Image: Toby Green
Toby Green is the author of a diverse body of work, and his work has been translated into a dozen languages. He worked as a teacher, literary agent and journalist before becoming an academic specializing in the history of precolonial West Africa, and he is now Senior Lecturer in Lusophone African History and Culture at King's College London.
Green's first major historical work was Inquisition: The Reign of Fear (Macmillan, 2007; Thomas Dunne, 2009), and this was followed by The Rise of the Trans-Atlantic Slave Trade in Western Africa, 1300-1589 (Cambridge University Press, 2012) and most recently the prize-winning book A Fistful of Shells: West Africa from the Rise of the Slave Trade to the Age of Revolution (Allen Lane/Chicago University Press, 2019). Awarded a Philip Leverhulme Prize in History in 2017, Green is also the author of a biography of the first Bishop of Michoacan in Mexico, Thomas More's Magician (2004, Weidenfeld & Nicolson); of the novels Imaginary Crimes (2013) and Colombian Roulette (2016), both published by Mkuki na Nyota; and of two early travel books, Saddled with Darwin (1999) and Meeting the Invisible Man (2001).

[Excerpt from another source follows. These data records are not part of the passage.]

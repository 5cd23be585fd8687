//! End-to-end demo: load a problem, render it for a few seeds, grade answers.
//!
//! Run with: `cargo run --example targeted_feedback [path/to/problem.json]`
//!
//! Without an argument the bundled `demos/problems/answer_pool.json` is used.
//!
//! Env variables:
//!   LOG_LEVEL  : tracing filter, e.g. "debug" or "capa_answer_pool=debug"
//!   LOG_FORMAT : "pretty" (default) or "json"

use capa_answer_pool::{
    Problem, ProblemDefinition, RenderedResponse, Seed, StudentAnswer, StudentAnswers,
};
use tracing_subscriber::EnvFilter;

const BUNDLED: &str = concat!(env!("CARGO_MANIFEST_DIR"), "/demos/problems/answer_pool.json");

fn init_tracing() {
    let filter = EnvFilter::try_from_env("LOG_LEVEL")
        .unwrap_or_else(|_| EnvFilter::new("info,capa_answer_pool=debug"));

    let builder = tracing_subscriber::fmt()
        .with_env_filter(filter)
        .with_target(true);

    match std::env::var("LOG_FORMAT").as_deref() {
        Ok("json") => builder.json().init(),
        _ => builder.init(),
    }
}

fn print_response(r: &RenderedResponse) {
    println!("  [{}] {}", r.response_id, r.prompt);
    for c in &r.choices {
        let marker = if r.selected.contains(&c.name) { ">" } else { " " };
        println!("    {marker} {:<9} {}", c.name, c.text);
    }
    for f in &r.feedback {
        println!("      feedback ({}): {}", f.explanation_id, f.text);
    }
    for s in &r.solutions {
        println!("      solution ({}): {}", s.explanation_id, s.text);
    }
    println!();
}

fn main() -> Result<(), Box<dyn std::error::Error>> {
    init_tracing();

    let path = std::env::args().nth(1).unwrap_or_else(|| BUNDLED.to_string());
    let definition = ProblemDefinition::from_path(&path)?;
    let problem = Problem::from_definition(&definition)?;

    // ── Same problem, different seeds ────────────────────────────────────────
    for seed in [723u64, 9, 56] {
        let seed = Seed(seed);
        println!("━━━━━━━━━━━━━━━━━━━━━━━━━━━━━━━━━━━━━━━━━━━━━━━━━━━━━━━━━━━━");
        println!("  {}  seed={seed}", problem.id());
        println!("━━━━━━━━━━━━━━━━━━━━━━━━━━━━━━━━━━━━━━━━━━━━━━━━━━━━━━━━━━━━");

        // Answer every response with the first presented choice.
        let selections = problem.select_all(seed)?;
        let answers: StudentAnswers = problem
            .responses()
            .iter()
            .zip(&selections)
            .map(|(r, sel)| {
                let first = sel.choices.first().map(|c| c.name.clone()).unwrap_or_default();
                (r.id().to_string(), StudentAnswer::Single(first))
            })
            .collect();

        let rendered = problem.render(seed, &answers, true)?;
        for r in &rendered.responses {
            print_response(r);
        }

        let grade = problem.grade(seed, &answers)?;
        println!("  Score: {}/{}", grade.score, grade.max_score);
        println!();
    }

    Ok(())
}
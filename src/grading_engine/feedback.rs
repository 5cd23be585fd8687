//! Explanation lookup for targeted feedback and solutions.

use std::collections::BTreeMap;

use serde::{Deserialize, Serialize};

use crate::grading_engine::models::{SelectionResult, TargetedFeedbackMode};

/// Explanation id -> text.
#[derive(Debug, Clone, Default, PartialEq, Eq, Serialize, Deserialize)]
#[serde(transparent)]
pub struct FeedbackSet(BTreeMap<String, String>);

impl FeedbackSet {
    pub fn new(entries: BTreeMap<String, String>) -> Self {
        FeedbackSet(entries)
    }

    pub fn get(&self, explanation_id: &str) -> Option<&str> {
        self.0.get(explanation_id).map(String::as_str)
    }
}

impl FromIterator<(String, String)> for FeedbackSet {
    fn from_iter<I: IntoIterator<Item = (String, String)>>(iter: I) -> Self {
        FeedbackSet(iter.into_iter().collect())
    }
}

/// One explanation shown to the learner.
#[derive(Debug, Clone, PartialEq, Eq, Serialize, Deserialize)]
pub struct Explanation {
    pub explanation_id: String,
    pub text: String,
}

/// Targeted feedback to show once the learner picked `selected`.
///
/// The learner's own choice comes first. In
/// [`TargetedFeedbackMode::AlwaysShowCorrectChoiceExplanations`] the feedback
/// of every presented correct choice follows, each id at most once.
pub fn targeted_feedback(
    mode: TargetedFeedbackMode,
    feedback: &FeedbackSet,
    selection: &SelectionResult,
    selected: &[&str],
) -> Vec<Explanation> {
    let mut ids: Vec<&str> = selected
        .iter()
        .filter_map(|name| selection.get(name))
        .map(|c| c.explanation_id.as_str())
        .collect();

    if mode == TargetedFeedbackMode::AlwaysShowCorrectChoiceExplanations {
        ids.extend(selection.correct_choices().map(|c| c.explanation_id.as_str()));
    }

    lookup_unique(feedback, ids)
}

/// Solutions for the correct choices that were actually presented.
///
/// A pooled selection that drew only `correct-2` reveals only its solution.
pub fn solutions(solutions: &FeedbackSet, selection: &SelectionResult) -> Vec<Explanation> {
    lookup_unique(
        solutions,
        selection.correct_choices().map(|c| c.explanation_id.as_str()),
    )
}

fn lookup_unique<'a>(set: &FeedbackSet, ids: impl IntoIterator<Item = &'a str>) -> Vec<Explanation> {
    let mut out: Vec<Explanation> = Vec::new();
    for id in ids {
        if out.iter().any(|e| e.explanation_id == id) {
            continue;
        }
        // Choices without authored feedback are silently skipped.
        if let Some(text) = set.get(id) {
            out.push(Explanation { explanation_id: id.to_string(), text: text.to_string() });
        }
    }
    out
}

#[cfg(test)]
mod tests {
    use super::*;
    use crate::grading_engine::models::Choice;

    fn selection() -> SelectionResult {
        SelectionResult {
            choices: vec![
                Choice::new(3, "wrong-3", false, "feedback3"),
                Choice::new(0, "wrong-1", false, "feedback1"),
                Choice::new(2, "correct-1", true, "feedbackC"),
            ],
            pooled: true,
        }
    }

    fn feedback() -> FeedbackSet {
        [
            ("feedback1", "This is the 1st WRONG solution"),
            ("feedback2", "This is the 2nd WRONG solution"),
            ("feedback3", "This is the 3rd WRONG solution"),
            ("feedbackC", "Feedback on your correct solution..."),
        ]
        .into_iter()
        .map(|(k, v)| (k.to_string(), v.to_string()))
        .collect()
    }

    #[test]
    fn default_mode_shows_only_the_selected_choice() {
        let shown = targeted_feedback(TargetedFeedbackMode::Default, &feedback(), &selection(), &["choice_3"]);
        assert_eq!(shown.len(), 1);
        assert_eq!(shown[0].text, "This is the 3rd WRONG solution");
    }

    #[test]
    fn always_show_mode_appends_correct_explanations_once() {
        let mode = TargetedFeedbackMode::AlwaysShowCorrectChoiceExplanations;
        let wrong = targeted_feedback(mode, &feedback(), &selection(), &["choice_0"]);
        let ids: Vec<&str> = wrong.iter().map(|e| e.explanation_id.as_str()).collect();
        assert_eq!(ids, vec!["feedback1", "feedbackC"]);

        let right = targeted_feedback(mode, &feedback(), &selection(), &["choice_2"]);
        assert_eq!(right.len(), 1);
        assert_eq!(right[0].explanation_id, "feedbackC");
    }

    #[test]
    fn unpresented_choices_get_no_feedback() {
        let shown = targeted_feedback(TargetedFeedbackMode::Default, &feedback(), &selection(), &["choice_1"]);
        assert!(shown.is_empty());
    }

    #[test]
    fn solutions_follow_the_presented_correct_choice() {
        let sols: FeedbackSet = [("feedbackC", "solution C"), ("other", "solution X")]
            .into_iter()
            .map(|(k, v)| (k.to_string(), v.to_string()))
            .collect();
        let shown = solutions(&sols, &selection());
        assert_eq!(shown, vec![Explanation { explanation_id: "feedbackC".into(), text: "solution C".into() }]);
    }
}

Beyond ongoing writing projects, Green's work today encompasses the research of early African history and public access to it. In the UK he developed a new A level option with the OCR A level board, "African Kingdoms: 1400-1800", which launched in 2015 (see www.africankingdoms.co.uk); he is co-ordinating editor of a new team-written coursebook for West African secondary schoolchildren, alongside historians from Fourah Bay College (Sierra Leone), Kwame Nkrumah University of Science and Technology (Ghana), Michigan State University, and the National Centre for Arts and Culture (The Gambia), which is freely available to download across the continent from an eplatform at https:///wasscehistorytextbook.wordpress.com.
Toby Green's outlook is shaped by his experiences in different parts of the world. As part of his work he has spent extended periods living and researching in Banjul, Bissau, Bogota, Lima, Lisbon, Madrid, Mexico City, Praia, Santiago de Chile, and Seville. He has also worked intensively in recent years with academic colleagues in Angola, Brazil, Ghana, Guinea-Bissau, Mozambique, Sierra Leone and The Gambia. His work has been profoundly affected by his doctoral supervisor, the Brazilian scholar of Timbuktu and Songhay, P.F. de Moraes Farias, and by his long-time collaborator and friend, the South African screenwriter and comic book expert Ian L. Rakoff.
He is also deeply influenced by the interconnected cultural forms of West Africa and Latin America, and this has led to the coorganisation of workshops bringing together historians and musicians from West Africa.